This Week’s House Hearings Investigating the Capitol Riot

This Week’s House Hearings Investigating the Capitol Riot June 24, 2022

The special House committee to investigate the Capitol riot on January 6, 2021, and events related to it, held two televised hearings this week. Its 4th hearing on Tuesday and its 5th hearing was today. I have watched all five hearings. Each one lasted two to two-and-a-half hours. I believe these hearings are presenting the true facts of how former President Donald J. Trump constantly lied about election fraud and committed crimes in trying to overturn the 2020 election results. It all coincides with my approximately 350 posts I wrote on my Kermit Zarley Blog during the Trump presidency. Two hundred of them are included in my book, published weeks ago, and entitled Bible Predicts Trump Fall.

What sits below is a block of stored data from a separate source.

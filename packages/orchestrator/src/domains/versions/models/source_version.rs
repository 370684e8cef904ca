use anyhow::Result;
use chrono::{DateTime, Utc};
use serde::{Deserialize, Serialize};
use sqlx::{FromRow, PgConnection, PgPool};

use crate::common::{SourceId, SourceVersionId};

#[derive(Debug, Clone, Copy, PartialEq, Eq, Hash, Serialize, Deserialize, sqlx::Type, Default)]
#[sqlx(type_name = "version_status", rename_all = "snake_case")]
#[serde(rename_all = "snake_case")]
pub enum VersionStatus {
    #[default]
    Building,
    Active,
    Archived,
}

impl std::fmt::Display for VersionStatus {
    fn fmt(&self, f: &mut std::fmt::Formatter<'_>) -> std::fmt::Result {
        match self {
            VersionStatus::Building => write!(f, "building"),
            VersionStatus::Active => write!(f, "active"),
            VersionStatus::Archived => write!(f, "archived"),
        }
    }
}

/// Blue/green snapshot of a source's capability data.
///
/// Created as `building`; only the publisher flips it to `active`, and only
/// while demoting whatever was active before.
#[derive(Debug, Clone, Serialize, Deserialize, FromRow)]
pub struct SourceVersion {
    pub id: SourceVersionId,
    pub source_id: SourceId,
    pub version_number: i32,
    pub status: VersionStatus,
    pub published_at: Option<DateTime<Utc>>,
    pub commit_message: Option<String>,
    pub created_by: Option<String>,
    pub created_at: DateTime<Utc>,
}

impl SourceVersion {
    pub fn building(
        source_id: SourceId,
        version_number: i32,
        commit_message: Option<String>,
        created_by: Option<String>,
    ) -> Self {
        Self {
            id: SourceVersionId::new(),
            source_id,
            version_number,
            status: VersionStatus::Building,
            published_at: None,
            commit_message,
            created_by,
            created_at: Utc::now(),
        }
    }

    /// Building and active versions can be (re)published; archived ones can't.
    pub fn is_publishable(&self) -> bool {
        self.status != VersionStatus::Archived
    }
}

// =============================================================================
// SQL Queries
// =============================================================================

impl SourceVersion {
    pub async fn find_by_id(id: SourceVersionId, pool: &PgPool) -> Result<Option<Self>> {
        let version =
            sqlx::query_as::<_, SourceVersion>("SELECT * FROM source_versions WHERE id = $1")
                .bind(id)
                .fetch_optional(pool)
                .await?;
        Ok(version)
    }

    pub async fn find_active(source_id: SourceId, pool: &PgPool) -> Result<Option<Self>> {
        let version = sqlx::query_as::<_, SourceVersion>(
            "SELECT * FROM source_versions WHERE source_id = $1 AND status = 'active'",
        )
        .bind(source_id)
        .fetch_optional(pool)
        .await?;
        Ok(version)
    }

    pub async fn find_for_source(source_id: SourceId, pool: &PgPool) -> Result<Vec<Self>> {
        let versions = sqlx::query_as::<_, SourceVersion>(
            "SELECT * FROM source_versions WHERE source_id = $1 ORDER BY version_number",
        )
        .bind(source_id)
        .fetch_all(pool)
        .await?;
        Ok(versions)
    }

    /// Insert a `building` version with the next version number.
    ///
    /// The caller must hold the source row lock (see `Source::upsert_locked`)
    /// so the `MAX + 1` read can't race another insert.
    pub async fn insert_next_building(
        source_id: SourceId,
        commit_message: Option<&str>,
        created_by: Option<&str>,
        conn: &mut PgConnection,
    ) -> Result<Self> {
        let version = sqlx::query_as::<_, SourceVersion>(
            r#"
            INSERT INTO source_versions (id, source_id, version_number, status, commit_message, created_by)
            SELECT $1, $2, COALESCE(MAX(version_number), 0) + 1, 'building'::version_status, $3, $4
            FROM source_versions
            WHERE source_id = $2
            RETURNING *
            "#,
        )
        .bind(SourceVersionId::new())
        .bind(source_id)
        .bind(commit_message)
        .bind(created_by)
        .fetch_one(conn)
        .await?;
        Ok(version)
    }

    /// Demote every active version of the source except `keep`.
    pub async fn archive_active(
        source_id: SourceId,
        keep: SourceVersionId,
        conn: &mut PgConnection,
    ) -> Result<u64> {
        let result = sqlx::query(
            r#"
            UPDATE source_versions
            SET status = 'archived'
            WHERE source_id = $1 AND status = 'active' AND id <> $2
            "#,
        )
        .bind(source_id)
        .bind(keep)
        .execute(conn)
        .await?;
        Ok(result.rows_affected())
    }

    /// Flip a non-archived version of `source_id` to `active`.
    pub async fn activate(
        id: SourceVersionId,
        source_id: SourceId,
        conn: &mut PgConnection,
    ) -> Result<Option<Self>> {
        let version = sqlx::query_as::<_, SourceVersion>(
            r#"
            UPDATE source_versions
            SET status = 'active',
                published_at = NOW()
            WHERE id = $1
              AND source_id = $2
              AND status IN ('building', 'active')
            RETURNING *
            "#,
        )
        .bind(id)
        .bind(source_id)
        .fetch_optional(conn)
        .await?;
        Ok(version)
    }
}

#[cfg(test)]
mod tests {
    use super::*;

    #[test]
    fn new_versions_start_building() {
        let version = SourceVersion::building(SourceId::new(), 1, None, Some("worker".into()));
        assert_eq!(version.status, VersionStatus::Building);
        assert!(version.published_at.is_none());
        assert!(version.is_publishable());
    }

    #[test]
    fn archived_versions_cannot_be_published() {
        let mut version = SourceVersion::building(SourceId::new(), 3, None, None);
        version.status = VersionStatus::Archived;
        assert!(!version.is_publishable());
    }
}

Tuesday’s hearing was focused on especially former President Trump’s involvement in trying to overturn the 2020 election results, in which Joe Biden won that presidential election, and Trump aides, lawyers, and cabinet members telling him there was no evidence of his claimed election fraud. Three witnesses were involved and questioned.

As expected, the star witness was perhaps Brad Raffensperger, the Republican Secretary of the State of Georgia. President Trump and his aides had conducted so much effort to get Georgia state officials to overturn their election results. Trump had made a recorded phone call to Raffensperger, and for 67 minutes Trump pressured him, even saying, now famously, “I just want to find 11,780 votes” which would be one more than what Trump lost to Biden in Georgia. That seems to be the smoking gun for an alleged criminal offense for District Attorney of Fulton County Fanni Willis in her investigation that is about to be wrapped up, prosecuted, and decided by a grand jury.

Another witness was Rusty Bowers, Republican Speaker of the House of the State of Arizona, where I live. Committee member and Democratic Representative Adam Schiff did the questioning of Bowers.

Trump phoned Bowers multiple times, even threatening him. Trump and his aides tried to get Bowers to illegally replace Democratic electors with Republican electors. Bowers said to Schiff, “what they were asking me to do would violate my oath to the U.S. Constitution.” In a conference call with Bowers, the president, and the president’s lawyer Rudy Guiliani, Bowers said he had seen “no evidence” of election fraud. Trump then said to Guiliani, “Get the man the evidence,” and hung up. Guiliani then, quite surprisingly admitted in a seemingly unguarded moment to Bowers, “we’ve got lots of theories, but no evidence.” Ha! Bowers said they never got him any evidence.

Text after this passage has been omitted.